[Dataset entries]
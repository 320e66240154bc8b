//! Distance and unit conversions on the WGS84 sphere approximation.
//!
//! Everything here is a pure function. The meter/degree conversions are the linear
//! approximations the grid generators are built on; they are accurate enough for
//! city-scale areas and deliberately not used for distance checks, which always go
//! through [`haversine_distance_m`].

use gridsweep_places::{Bounds, LatLng};

/// Mean Earth radius used by the haversine formula.
pub const EARTH_RADIUS_M: f64 = 6_371_000.0;

/// Length of one degree of latitude (and of longitude at the equator).
pub const METERS_PER_DEGREE: f64 = 111_320.0;

/// Coordinates are stored and compared at this many decimal places (~0.1 m).
pub const COORD_DECIMALS: i32 = 6;

// cos(89.99994°); keeps the longitude conversion finite at the poles.
const MIN_COS_LATITUDE: f64 = 1e-6;

/// Great-circle distance between two points in meters.
pub fn haversine_distance_m(a: LatLng, b: LatLng) -> f64 {
    let (lat1, lat2) = (a.lat.to_radians(), b.lat.to_radians());
    let d_lat = lat2 - lat1;
    let d_lng = (b.lng - a.lng).to_radians();

    let h = (d_lat / 2.0).sin().powi(2) + lat1.cos() * lat2.cos() * (d_lng / 2.0).sin().powi(2);
    let c = 2.0 * h.sqrt().atan2((1.0 - h).max(0.0).sqrt());
    EARTH_RADIUS_M * c
}

pub fn meters_to_lat_degrees(meters: f64) -> f64 {
    meters / METERS_PER_DEGREE
}

/// Meters to degrees of longitude at `at_latitude`, shrinking with cos(latitude).
pub fn meters_to_lng_degrees(meters: f64, at_latitude: f64) -> f64 {
    let cos_lat = at_latitude.to_radians().cos().abs().max(MIN_COS_LATITUDE);
    meters / (METERS_PER_DEGREE * cos_lat)
}

/// Round a coordinate component to [`COORD_DECIMALS`] places.
pub fn round_coord(value: f64) -> f64 {
    let scale = 10f64.powi(COORD_DECIMALS);
    (value * scale).round() / scale
}

pub fn round_lat_lng(point: LatLng) -> LatLng {
    LatLng::new(round_coord(point.lat), round_coord(point.lng))
}

/// Distance from the center of `bounds` to its farthest corner.
pub fn max_distance_from_center(bounds: &Bounds) -> f64 {
    let center = bounds.center();
    bounds
        .corners()
        .into_iter()
        .map(|corner| haversine_distance_m(center, corner))
        .fold(0.0, f64::max)
}

#[cfg(test)]
mod tests {
    use super::*;

    #[test]
    fn test_haversine_zero_and_symmetry() {
        let a = LatLng::new(52.52, 13.405);
        let b = LatLng::new(52.5163, 13.3777);
        assert_eq!(haversine_distance_m(a, a), 0.0);
        let ab = haversine_distance_m(a, b);
        let ba = haversine_distance_m(b, a);
        assert!((ab - ba).abs() < 1e-9);
    }

    #[test]
    fn test_haversine_known_distances() {
        // One degree of latitude along a meridian: R * pi / 180.
        let d = haversine_distance_m(LatLng::new(0.0, 0.0), LatLng::new(1.0, 0.0));
        let expected = EARTH_RADIUS_M * std::f64::consts::PI / 180.0;
        assert!((d - expected).abs() < 1e-6, "got {d}, expected {expected}");

        // Alexanderplatz to Brandenburger Tor is a little under 2.5 km.
        let d = haversine_distance_m(
            LatLng::new(52.521918, 13.413215),
            LatLng::new(52.516275, 13.377704),
        );
        assert!((2_450.0..2_500.0).contains(&d), "got {d}");
    }

    #[test]
    fn test_sub_meter_precision_over_short_hops() {
        let origin = LatLng::new(52.51, 13.35);
        let north = LatLng::new(52.51 + meters_to_lat_degrees(500.0), 13.35);
        let d = haversine_distance_m(origin, north);
        // The linear conversion uses 111 320 m/deg while the sphere gives ~111 195 m/deg.
        let expected = 500.0 * (EARTH_RADIUS_M * std::f64::consts::PI / 180.0) / METERS_PER_DEGREE;
        assert!((d - expected).abs() < 0.01, "got {d}, expected {expected}");
    }

    #[test]
    fn test_lng_degrees_grow_with_latitude() {
        let at_equator = meters_to_lng_degrees(1000.0, 0.0);
        let at_berlin = meters_to_lng_degrees(1000.0, 52.5);
        assert!((at_equator - meters_to_lat_degrees(1000.0)).abs() < 1e-12);
        assert!(at_berlin > at_equator);
        assert!((at_berlin - at_equator / 52.5f64.to_radians().cos()).abs() < 1e-12);
    }

    #[test]
    fn test_lng_degrees_at_poles_stay_finite() {
        for lat in [90.0, -90.0, 89.999_999_9] {
            let deg = meters_to_lng_degrees(750.0, lat);
            assert!(deg.is_finite() && deg > 0.0, "lat {lat} gave {deg}");
        }
    }

    #[test]
    fn test_round_coord() {
        assert_eq!(round_coord(52.123_456_7), 52.123_457);
        assert_eq!(round_coord(-13.000_000_4), -13.0);
        assert_eq!(
            round_lat_lng(LatLng::new(1.000_000_49, 2.999_999_7)),
            LatLng::new(1.0, 3.0)
        );
    }

    #[test]
    fn test_max_distance_from_center() {
        let bounds = Bounds::new(52.51, 13.35, 52.52, 13.36);
        let d = max_distance_from_center(&bounds);
        // Half-diagonal of a ~1.1 km x ~0.68 km box.
        assert!((600.0..700.0).contains(&d), "got {d}");

        let point = Bounds::new(1.0, 1.0, 1.0, 1.0);
        assert_eq!(max_distance_from_center(&point), 0.0);
    }
}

▶ Task to carry out
Identify how many lines in the entries above include the string "north", then state that number alone.

▶ Answer box
2